A single number is expected: the count of lines below where the word "HostClock" occurs.

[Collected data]
--- START ---

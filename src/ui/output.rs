use crate::ui::{theme, Icons};
use owo_colors::OwoColorize;

pub fn header(text: &str) {
    println!("{} {}", Icons::ROCKET, text.style(theme().header.clone()));
}

pub fn status(icon: &str, label: &str, value: &str) {
    println!("{} {}: {}", icon, label.style(theme().dim.clone()), value);
}

pub fn success(label: &str) {
    println!("{} {}", Icons::CHECK, label.style(theme().success.clone()));
}

pub fn warn(label: &str) {
    eprintln!("{} {}", Icons::WARN, label.style(theme().warn.clone()));
}

pub fn section(title: &str) {
    println!();
    println!("{} {}", Icons::STATS, title.style(theme().header.clone()));
}

pub fn summary_row(label: &str, value: &str) {
    println!("  {} {}", label.style(theme().dim.clone()), value);
}
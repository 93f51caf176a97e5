//! Outbound controller events.
//!
//! The [`Controller`](super::service::Controller) queues these on its
//! completion channel.  The caller drains them with
//! [`Controller::next_event`](super::service::Controller::next_event) and
//! hands them to whatever front end issued the requests.

use crate::error::{ActionError, SessionError};

/// Identifier handed out for every request that completes asynchronously.
pub type RequestId = u32;

/// Final result of an asynchronous request.
#[derive(Debug, Clone, PartialEq)]
pub struct Completion {
    pub id: RequestId,
    /// `Ok(Some(v))` for reads, `Ok(None)` for actuator actions.
    pub result: Result<Option<f64>, ActionError>,
}

/// Session lifecycle notifications.
#[derive(Debug, Clone, PartialEq)]
pub enum SessionEvent {
    /// The link came up and the board was initialised.
    Opened { transport: String },
    /// The open attempt failed or timed out; the session is closed.
    OpenFailed(SessionError),
    /// The session was closed on request.
    Closed,
    /// The session was dropped after unanswered liveness probes.
    LivenessLost,
}

/// Everything the controller reports back to its caller.
#[derive(Debug, Clone, PartialEq)]
pub enum ControllerEvent {
    Completed(Completion),
    Session(SessionEvent),
}
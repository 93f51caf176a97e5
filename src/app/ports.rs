//! Port traits: the hexagonal boundary between the control core and the board.
//!
//! ```text
//!   Controller ──▶ BoardPort ──▶ Adapter (serial board, simulator, mock)
//!   Controller ──▶ EventSink ──▶ Adapter (log, front end)
//! ```
//!
//! The [`Controller`](super::service::Controller) receives a `BoardPort`
//! at every call site, so the core never owns or touches a transport
//! directly and can be driven by a recording mock in tests.

use super::events::ControllerEvent;

// ───────────────────────────────────────────────────────────────
// Board primitives
// ───────────────────────────────────────────────────────────────

/// Pin configuration modes the board supports.
#[derive(Debug, Clone, Copy, PartialEq, Eq, Hash)]
pub enum PinMode {
    Output,
    Input,
    /// Input with the internal pull-up enabled (buttons).
    InputPullup,
    /// Variable-output (PWM) mode.
    Pwm,
    Servo,
}

/// Digital output level.
#[derive(Debug, Clone, Copy, PartialEq, Eq, Hash)]
pub enum Level {
    Active,
    Inactive,
}

impl Level {
    pub fn from_bool(on: bool) -> Self {
        if on { Self::Active } else { Self::Inactive }
    }
}

/// Category of periodic pin-value reporting.
#[derive(Debug, Clone, Copy, PartialEq, Eq, Hash, PartialOrd, Ord)]
pub enum ReportCategory {
    Analog,
    Digital,
}

// ───────────────────────────────────────────────────────────────
// Board port (driven adapter: core → board)
// ───────────────────────────────────────────────────────────────

/// The board capability.  Every call is fire-and-forget; anything the
/// board sends back arrives later as a
/// [`BoardEvent`](crate::events::BoardEvent).
pub trait BoardPort {
    /// Configure the mode of a pin.
    fn set_pin_mode(&mut self, pin: u8, mode: PinMode);

    /// Drive a digital level.
    fn digital_write(&mut self, pin: u8, level: Level);

    /// Write a variable-output duty value (0–1023).
    fn analog_write(&mut self, pin: u8, value: u16);

    /// Move a servo to `degree` (0–180).
    fn servo_write(&mut self, pin: u8, degree: u8);

    /// Enable or disable periodic value reports for a pin.
    fn set_reporting(&mut self, category: ReportCategory, pin: u8, enabled: bool);

    /// Send an opaque vendor command frame.
    fn send_frame(&mut self, frame: &[u8]);

    /// Ask for the firmware version; answered by `BoardEvent::VersionReply`.
    fn query_version(&mut self);

    /// Start connecting to `transport`; answered by `LinkUp` / `LinkFailed`.
    fn open_link(&mut self, transport: &str);

    /// Drop the connection.
    fn close_link(&mut self);
}

// ───────────────────────────────────────────────────────────────
// Event sink port (driven adapter: core → logging / front end)
// ───────────────────────────────────────────────────────────────

/// Receives completions and session events drained from the controller.
pub trait EventSink {
    fn emit(&mut self, event: &ControllerEvent);
}
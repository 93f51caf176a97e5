//! botlink runner: drives the controller against the simulated board.
//!
//! ```text
//!  stdin (JSON lines) ──▶ Controller::submit_json ──▶ SimBoard
//!                              ▲        │                │
//!                  poll(now) ──┘        ▼                │ board events
//!                             JsonLineSink ◀─────────────┘
//!                                  │
//!                                  ▼
//!                       stdout (JSON lines)
//! ```
//!
//! Each request line is answered with its immediate result, then the loop
//! keeps polling until every pending read and servo motion has completed.

use std::fs;
use std::io::{self, BufRead, Write};
use std::path::PathBuf;
use std::thread;
use std::time::Duration;

use anyhow::{Context, Result, bail};
use clap::Parser;
use log::{info, warn};
use serde_json::{Value, json};

use botlink::adapters::log_sink::JsonLineSink;
use botlink::adapters::sim_board::SimBoard;
use botlink::adapters::time::HostClock;
use botlink::app::ports::EventSink;
use botlink::app::service::{Controller, Dispatch};
use botlink::config::ControllerConfig;
use botlink::session::SessionState;

/// Idle sleep between polls while work is pending.
const POLL_INTERVAL: Duration = Duration::from_millis(1);

#[derive(Parser, Debug)]
#[command(version, about = "Drive the botlink controller from JSON lines on stdin")]
struct Args {
    /// controller configuration file (JSON)
    #[arg(short, long)]
    config: Option<PathBuf>,

    /// transport identifier to open the session on
    #[arg(short, long, default_value = "sim0")]
    transport: String,

    /// enable debug messages
    #[arg(short, long)]
    verbose: bool,
}

fn main() -> Result<()> {
    let args = Args::parse();

    let mut builder = env_logger::Builder::from_default_env();
    builder.filter(
        None,
        if args.verbose { log::LevelFilter::Debug } else { log::LevelFilter::Info },
    );
    builder.target(env_logger::Target::Stderr);
    builder.init();

    let config = load_config(args.config.as_ref())?;
    info!("botlink starting, config: {:?}", config);

    let clock = HostClock::new();
    let mut board = SimBoard::new();
    let mut controller = Controller::new(config);
    let mut sink = JsonLineSink::new(io::stdout());

    controller.poll(clock.uptime_ms(), &mut board);
    controller.open(&args.transport, clock.uptime_ms(), &mut board)?;
    pump(&mut controller, &mut board, &clock, &mut sink, |c| {
        c.session_state() == SessionState::Opening
    });
    if controller.session_state() != SessionState::Open {
        bail!("could not open session on {}", args.transport);
    }

    for line in io::stdin().lock().lines() {
        let line = line.context("reading stdin")?;
        if line.trim().is_empty() {
            continue;
        }
        let request: Value = match serde_json::from_str(&line) {
            Ok(v) => v,
            Err(e) => {
                warn!("skipping unparsable line: {}", e);
                continue;
            }
        };

        let now = clock.uptime_ms();
        controller.poll(now, &mut board);
        let reply = match controller.submit_json(&request, now, &mut board) {
            Ok(Dispatch::Done(value)) => json!({"ok": true, "value": value}),
            Ok(Dispatch::Pending(id)) => json!({"pending": id}),
            Err(e) => json!({"ok": false, "error": e.to_string()}),
        };
        println!("{reply}");

        pump(&mut controller, &mut board, &clock, &mut sink, Controller::has_pending);
        if controller.session_state() == SessionState::Closed {
            warn!("session dropped, stopping");
            break;
        }
    }

    controller.close(&mut board);
    controller.drain_events(&mut sink);
    io::stdout().flush().context("flushing stdout")?;
    Ok(())
}

fn load_config(path: Option<&PathBuf>) -> Result<ControllerConfig> {
    let config = match path {
        Some(p) => {
            let text = fs::read_to_string(p).with_context(|| format!("reading {}", p.display()))?;
            serde_json::from_str(&text).with_context(|| format!("parsing {}", p.display()))?
        }
        None => ControllerConfig::default(),
    };
    config.validate()?;
    Ok(config)
}

/// Feed board events and timers into the controller until `busy` is false
/// and the board has nothing left to deliver.
fn pump(
    controller: &mut Controller,
    board: &mut SimBoard,
    clock: &HostClock,
    sink: &mut impl EventSink,
    busy: impl Fn(&Controller) -> bool,
) {
    loop {
        while let Some(event) = board.pop_event() {
            controller.on_board_event(event, board);
        }
        controller.poll(clock.uptime_ms(), board);
        controller.drain_events(sink);

        if !busy(controller) && !board.has_events() {
            break;
        }
        thread::sleep(POLL_INTERVAL);
    }
}
//! Log-based event sink adapter.
//!
//! Implements [`EventSink`] by writing completions and session changes to
//! the `log` facade.  The runner pairs it with [`JsonLineSink`] so events
//! are both logged and printed.

use std::io::Write;

use log::{info, warn};
use serde_json::{Value, json};

use crate::app::events::{ControllerEvent, SessionEvent};
use crate::app::ports::EventSink;
use crate::error::SessionError;

/// Adapter that logs every [`ControllerEvent`].
pub struct LogCompletionSink;

impl LogCompletionSink {
    pub fn new() -> Self {
        Self
    }
}

impl Default for LogCompletionSink {
    fn default() -> Self {
        Self::new()
    }
}

impl EventSink for LogCompletionSink {
    fn emit(&mut self, event: &ControllerEvent) {
        match event {
            ControllerEvent::Completed(c) => match &c.result {
                Ok(Some(v)) => info!("DONE  | #{} value={}", c.id, v),
                Ok(None) => info!("DONE  | #{}", c.id),
                Err(e) => warn!("FAIL  | #{} {}", c.id, e),
            },
            ControllerEvent::Session(SessionEvent::Opened { transport }) => {
                info!("SESSN | open on {}", transport);
            }
            ControllerEvent::Session(SessionEvent::OpenFailed(e)) => {
                warn!("SESSN | open failed: {}", e);
            }
            ControllerEvent::Session(SessionEvent::Closed) => info!("SESSN | closed"),
            ControllerEvent::Session(SessionEvent::LivenessLost) => {
                warn!("SESSN | closed: {}", SessionError::LivenessLost);
            }
        }
    }
}

/// Render an event as one JSON object.
pub fn event_json(event: &ControllerEvent) -> Value {
    match event {
        ControllerEvent::Completed(c) => match &c.result {
            Ok(value) => json!({"id": c.id, "ok": true, "value": value}),
            Err(e) => json!({"id": c.id, "ok": false, "error": e.to_string()}),
        },
        ControllerEvent::Session(SessionEvent::Opened { transport }) => {
            json!({"session": "opened", "transport": transport})
        }
        ControllerEvent::Session(SessionEvent::OpenFailed(e)) => {
            json!({"session": "open-failed", "error": e.to_string()})
        }
        ControllerEvent::Session(SessionEvent::Closed) => json!({"session": "closed"}),
        ControllerEvent::Session(SessionEvent::LivenessLost) => {
            json!({"session": "liveness-lost", "error": SessionError::LivenessLost.to_string()})
        },
    }
}

/// Writes each event as a JSON line, and logs it.
pub struct JsonLineSink<W: Write> {
    out: W,
    log: LogCompletionSink,
}

impl<W: Write> JsonLineSink<W> {
    pub fn new(out: W) -> Self {
        Self {
            out,
            log: LogCompletionSink::new(),
        }
    }

    pub fn into_inner(self) -> W {
        self.out
    }
}

impl<W: Write> EventSink for JsonLineSink<W> {
    fn emit(&mut self, event: &ControllerEvent) {
        self.log.emit(event);
        if let Err(e) = writeln!(self.out, "{}", event_json(event)) {
            warn!("JsonLineSink: write failed: {}", e);
        }
    }
}
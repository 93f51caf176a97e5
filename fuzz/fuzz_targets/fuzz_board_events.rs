//! Fuzz target: arbitrary board event streams
//!
//! Decodes the input into reports, command replies, and link signals and
//! feeds them to an open controller with pending reads.  Every pending
//! read must complete at most once.
//!
//! cargo fuzz run fuzz_board_events

#![no_main]

use std::collections::HashSet;

use botlink::adapters::sim_board::{LinkBehavior, SimBoard};
use botlink::app::events::ControllerEvent;
use botlink::app::ports::ReportCategory;
use botlink::app::service::Controller;
use botlink::config::ControllerConfig;
use botlink::events::BoardEvent;
use libfuzzer_sys::fuzz_target;

fuzz_target!(|data: &[u8]| {
    let mut board = SimBoard::new();
    board.set_link(LinkBehavior::Silent);
    let mut controller = Controller::new(ControllerConfig::default());
    let _ = controller.open("fuzz", 0, &mut board);
    controller.on_board_event(BoardEvent::LinkUp, &mut board);

    for port in ["K0", "K1", "K2", "K3", "M0"] {
        let _ = controller.submit_json(&serde_json::json!({"name": "analog-read", "port": port}), 0, &mut board);
    }

    let mut seen = HashSet::new();
    for (i, chunk) in data.chunks(4).enumerate() {
        let &[kind, pin, hi, lo] = chunk else { break };
        let value = u16::from_be_bytes([hi, lo]);
        let event = match kind % 5 {
            0 => BoardEvent::Report { category: ReportCategory::Analog, pin, value },
            1 => BoardEvent::Report { category: ReportCategory::Digital, pin, value },
            2 => BoardEvent::CommandReply { command: pin, value: i32::from(value) },
            3 => BoardEvent::VersionReply,
            _ => BoardEvent::LinkFailed(String::new()),
        };
        controller.on_board_event(event, &mut board);
        controller.poll(i as u64 * 10, &mut board);

        while let Some(ev) = controller.next_event() {
            if let ControllerEvent::Completed(c) = ev {
                assert!(seen.insert(c.id), "request {} completed twice", c.id);
            }
        }
    }
});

--- END ---

Worked solution -
3